_Work order_
Every line below that holds the word "QuestionListing" must be listed.

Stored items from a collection
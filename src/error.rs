use thiserror::Error;

use crate::models::{CategoryId, QuestionId};

/// 应用程序错误类型
///
/// 前三个变体对应对外暴露的错误码（404 / 422 / 400），
/// 其余变体属于内部基础设施错误，由具体操作决定对外的状态码。
#[derive(Debug, Error)]
pub enum AppError {
    /// 请求的资源或结果集不存在（空页、分类不存在、搜索无结果、题目不存在）
    #[error("资源不存在: {0}")]
    NotFound(String),
    /// 语义上无法处理的写操作（重复题目、删除失败）
    #[error("无法处理: {0}")]
    Unprocessable(String),
    /// 请求格式错误
    #[error("错误的请求: {0}")]
    BadRequest(String),
    /// 存储层错误
    #[error("存储错误: {0}")]
    Store(#[from] StoreError),
    /// 配置错误
    #[error("配置错误: {0}")]
    Config(#[from] ConfigError),
    /// 种子数据错误
    #[error("种子数据错误: {0}")]
    Seed(#[from] SeedError),
}

/// 存储层错误
#[derive(Debug, Error)]
pub enum StoreError {
    /// 锁被污染（持锁线程 panic）
    #[error("存储锁已损坏")]
    LockPoisoned,
    /// 写入失败
    #[error("写入失败: {operation}")]
    WriteFailed { operation: String },
    /// 题目 ID 已用尽
    #[error("题目 ID 已用尽")]
    IdsExhausted,
}

/// 配置错误
#[derive(Debug, Error)]
pub enum ConfigError {
    /// 环境变量解析失败
    #[error("环境变量 {var_name} 解析失败: 值 '{value}' 无法转换为 {expected_type}")]
    EnvVarParseFailed {
        var_name: String,
        value: String,
        expected_type: String,
    },
}

/// 种子数据错误
#[derive(Debug, Error)]
pub enum SeedError {
    /// 读取文件失败
    #[error("读取文件失败 ({path}): {source}")]
    ReadFailed {
        path: String,
        #[source]
        source: std::io::Error,
    },
    /// TOML 解析失败
    #[error("TOML解析失败 ({path}): {source}")]
    TomlParseFailed {
        path: String,
        #[source]
        source: toml::de::Error,
    },
    /// 分类 ID 重复
    #[error("分类 ID 重复: {id}")]
    DuplicateCategory { id: CategoryId },
    /// 题目 ID 重复
    #[error("题目 ID 重复: {id}")]
    DuplicateQuestionId { id: QuestionId },
    /// 题干重复
    #[error("题干重复: {text}")]
    DuplicateQuestionText { text: String },
    /// 题目引用了不存在的分类
    #[error("题目 {question_id} 引用了不存在的分类 {category}")]
    UnknownCategory {
        question_id: QuestionId,
        category: CategoryId,
    },
}

// ========== 便捷构造函数 ==========

impl AppError {
    /// 创建资源不存在错误
    pub fn not_found(what: impl Into<String>) -> Self {
        AppError::NotFound(what.into())
    }

    /// 创建无法处理错误
    pub fn unprocessable(reason: impl Into<String>) -> Self {
        AppError::Unprocessable(reason.into())
    }

    /// 创建错误请求
    pub fn bad_request(reason: impl Into<String>) -> Self {
        AppError::BadRequest(reason.into())
    }

    /// 对外的 HTTP 状态码
    ///
    /// 内部错误统一为 500，调用方应在边界处先转换为对外错误。
    pub fn status_code(&self) -> u16 {
        match self {
            AppError::NotFound(_) => 404,
            AppError::Unprocessable(_) => 422,
            AppError::BadRequest(_) => 400,
            AppError::Store(_) | AppError::Config(_) | AppError::Seed(_) => 500,
        }
    }

    /// 对外的错误描述（与状态码一一对应）
    pub fn public_message(&self) -> &'static str {
        match self.status_code() {
            404 => "resource not found",
            422 => "unprocessable",
            400 => "bad request",
            _ => "internal server error",
        }
    }

    /// 将内部错误折叠为指定的对外错误，对外错误保持不变
    pub fn or_public(self, fallback: fn(String) -> AppError) -> Self {
        match self {
            AppError::Store(_) | AppError::Config(_) | AppError::Seed(_) => {
                fallback(self.to_string())
            }
            public => public,
        }
    }
}

// ========== Result 类型别名 ==========

/// 应用程序结果类型
pub type AppResult<T> = Result<T, AppError>;
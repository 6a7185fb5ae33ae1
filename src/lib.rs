//! # Trivia API
//!
//! 一个提供答题题库的 HTTP 服务：分页浏览题目、按分类查看、搜索、
//! 新建与删除题目，以及随机抽取未出过的题目进行答题。
//!
//! ## 架构设计
//!
//! 本系统采用分层架构：
//!
//! ### ① 基础设施层（Infrastructure）
//! - `infrastructure/` - 持有共享资源，只暴露能力
//! - `QuestionStore` / `MemoryStore` - 题库存储（增删查、过滤）
//! - `RandomChoice` - 均匀随机选择能力，测试时可替换
//!
//! ### ② 业务能力层（Services）
//! - `services/` - 描述"我能做什么"
//! - `paginator` - 每页 10 条，空页即 `NotFound`
//! - `QuestionService` - 分类、列表、搜索、新建、删除规则
//! - `QuizSelector` - 抽题规则（分类范围、排除已出题目）
//!
//! ### ③ 接口层（Api）
//! - `api/` - axum 路由、统一响应格式、跨域头
//!
//! ### ④ 编排层（App）
//! - `app` - 配置 → 种子数据 → 题库 → 路由 → 监听
//!
//! ## 模块结构

pub mod api;
pub mod app;
pub mod config;
pub mod error;
pub mod infrastructure;
pub mod models;
pub mod services;
pub mod utils;

// 重新导出常用类型
pub use app::App;
pub use config::Config;
pub use error::{AppError, AppResult};
pub use infrastructure::{MemoryStore, QuestionStore, RandomChoice};
pub use models::{Category, NewQuestion, Question, QuizOutcome, QuizScope};
pub use services::{QuestionService, QuizSelector};
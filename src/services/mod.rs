pub mod paginator;
pub mod question_service;
pub mod quiz_selector;

pub use paginator::{paginate, parse_page_number, QUESTIONS_PER_PAGE};
pub use question_service::{CategoryListing, QuestionListing, QuestionService, SearchOutcome};
pub use quiz_selector::QuizSelector;
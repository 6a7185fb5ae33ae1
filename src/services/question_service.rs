/// 题目服务
///
/// 负责题目与分类的查询、搜索、新建、删除规则：
/// - 空的分类题目列表、空的搜索结果都视为 `NotFound`
/// - 新建前检查题干是否重复（先检查后写入，并发写入时不是原子的）
use crate::error::{AppError, AppResult};
use crate::infrastructure::QuestionStore;
use crate::models::{Category, CategoryId, NewQuestion, Question, QuestionId};
use crate::services::paginator::paginate;
use crate::utils::logging::truncate_text;
use std::sync::Arc;
use tracing::{debug, info, warn};

/// 题目列表页
#[derive(Debug, Clone)]
pub struct QuestionListing {
    pub questions: Vec<Question>,
    pub total_questions: usize,
    pub categories: Vec<Category>,
}

/// 分类题目列表页
#[derive(Debug, Clone)]
pub struct CategoryListing {
    pub category: Category,
    pub questions: Vec<Question>,
    pub category_questions: usize,
    pub total_questions: usize,
}

/// 搜索结果
#[derive(Debug, Clone)]
pub struct SearchOutcome {
    pub questions: Vec<Question>,
    pub total_questions: usize,
}

/// 题目服务
#[derive(Clone)]
pub struct QuestionService {
    store: Arc<dyn QuestionStore>,
}

impl QuestionService {
    /// 创建新的题目服务
    pub fn new(store: Arc<dyn QuestionStore>) -> Self {
        Self { store }
    }

    /// 全部分类
    pub fn list_categories(&self) -> AppResult<Vec<Category>> {
        self.store
            .categories()
            .map_err(|e| e.or_public(AppError::NotFound))
    }

    /// 分页列出全部题目，附带分类与总数
    pub fn list_questions(&self, page_number: i64) -> AppResult<QuestionListing> {
        let load = || -> AppResult<_> {
            let questions = self.store.questions()?;
            let categories = self.store.categories()?;
            Ok((questions, categories))
        };
        let (questions, categories) = load().map_err(|e| e.or_public(AppError::NotFound))?;

        let page = paginate(&questions, page_number)?;
        debug!(
            "题目列表第 {} 页: {} 条 / 共 {} 条",
            page_number,
            page.len(),
            questions.len()
        );

        Ok(QuestionListing {
            total_questions: questions.len(),
            questions: page,
            categories,
        })
    }

    /// 某个分类下的全部题目
    ///
    /// # 错误
    /// - 分类不存在 → `NotFound`（先检查）
    /// - 分类存在但没有题目 → `NotFound`
    pub fn questions_for_category(
        &self,
        category_id: CategoryId,
    ) -> AppResult<(Category, Vec<Question>)> {
        let category = self
            .store
            .category(category_id)
            .map_err(|e| e.or_public(AppError::NotFound))?
            .ok_or_else(|| AppError::not_found(format!("分类 {} 不存在", category_id)))?;

        let questions = self
            .store
            .questions_in_category(category_id)
            .map_err(|e| e.or_public(AppError::NotFound))?;

        if questions.is_empty() {
            return Err(AppError::not_found(format!(
                "分类 {} ({}) 下没有题目",
                category_id, category.kind
            )));
        }

        Ok((category, questions))
    }

    /// 分页列出某个分类下的题目
    pub fn list_category_questions(
        &self,
        category_id: CategoryId,
        page_number: i64,
    ) -> AppResult<CategoryListing> {
        let (category, questions) = self.questions_for_category(category_id)?;
        let page = paginate(&questions, page_number)?;

        Ok(CategoryListing {
            category,
            category_questions: questions.len(),
            questions: page,
            total_questions: self.total_questions()?,
        })
    }

    /// 按题干搜索（不区分大小写的子串匹配），无结果时为 `NotFound`
    pub fn search(&self, term: &str) -> AppResult<SearchOutcome> {
        let questions = self
            .store
            .search(term)
            .map_err(|e| e.or_public(AppError::BadRequest))?;

        let preview = truncate_text(term, 60);
        if questions.is_empty() {
            info!("🔍 搜索 '{}' 没有结果", preview);
            return Err(AppError::not_found(format!("没有题目包含 '{}'", preview)));
        }

        info!("🔍 搜索 '{}' 找到 {} 个题目", preview, questions.len());
        Ok(SearchOutcome {
            questions,
            total_questions: self
                .store
                .count()
                .map_err(|e| e.or_public(AppError::BadRequest))?,
        })
    }

    /// 新建题目，返回新题目与新的总数
    ///
    /// 先检查题干是否已存在再插入，两步之间没有原子性保证。
    pub fn create(&self, new_question: NewQuestion) -> AppResult<(Question, usize)> {
        let unprocessable = |e: AppError| e.or_public(AppError::Unprocessable);

        if self
            .store
            .exists_with_text(&new_question.question)
            .map_err(unprocessable)?
        {
            warn!("⚠️ 题目已存在，拒绝重复创建: {}", new_question.question);
            return Err(AppError::unprocessable("题目已存在"));
        }

        if self
            .store
            .category(new_question.category)
            .map_err(unprocessable)?
            .is_none()
        {
            warn!("⚠️ 分类 {} 不存在，拒绝创建题目", new_question.category);
            return Err(AppError::unprocessable(format!(
                "分类 {} 不存在",
                new_question.category
            )));
        }

        let question = self.store.insert(new_question).map_err(unprocessable)?;
        let total = self.store.count().map_err(unprocessable)?;
        info!("✓ 新建题目 {}", question);

        Ok((question, total))
    }

    /// 删除题目，返回新的总数
    ///
    /// # 错误
    /// - 题目不存在 → `NotFound`
    /// - 删除失败 → `Unprocessable`
    pub fn delete(&self, id: QuestionId) -> AppResult<usize> {
        let unprocessable = |e: AppError| e.or_public(AppError::Unprocessable);

        match self.store.delete(id).map_err(unprocessable)? {
            Some(question) => {
                info!("🗑️ 已删除题目 {}", question);
                self.store.count().map_err(unprocessable)
            }
            None => Err(AppError::not_found(format!("题目 {} 不存在", id))),
        }
    }

    /// 题目总数
    pub fn total_questions(&self) -> AppResult<usize> {
        self.store
            .count()
            .map_err(|e| e.or_public(AppError::NotFound))
    }
}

_Written answer_
pub use question_service::{CategoryListing, QuestionListing, QuestionService, SearchOutcome};
pub struct QuestionListing {
    pub fn list_questions(&self, page_number: i64) -> AppResult<QuestionListing> {
        Ok(QuestionListing {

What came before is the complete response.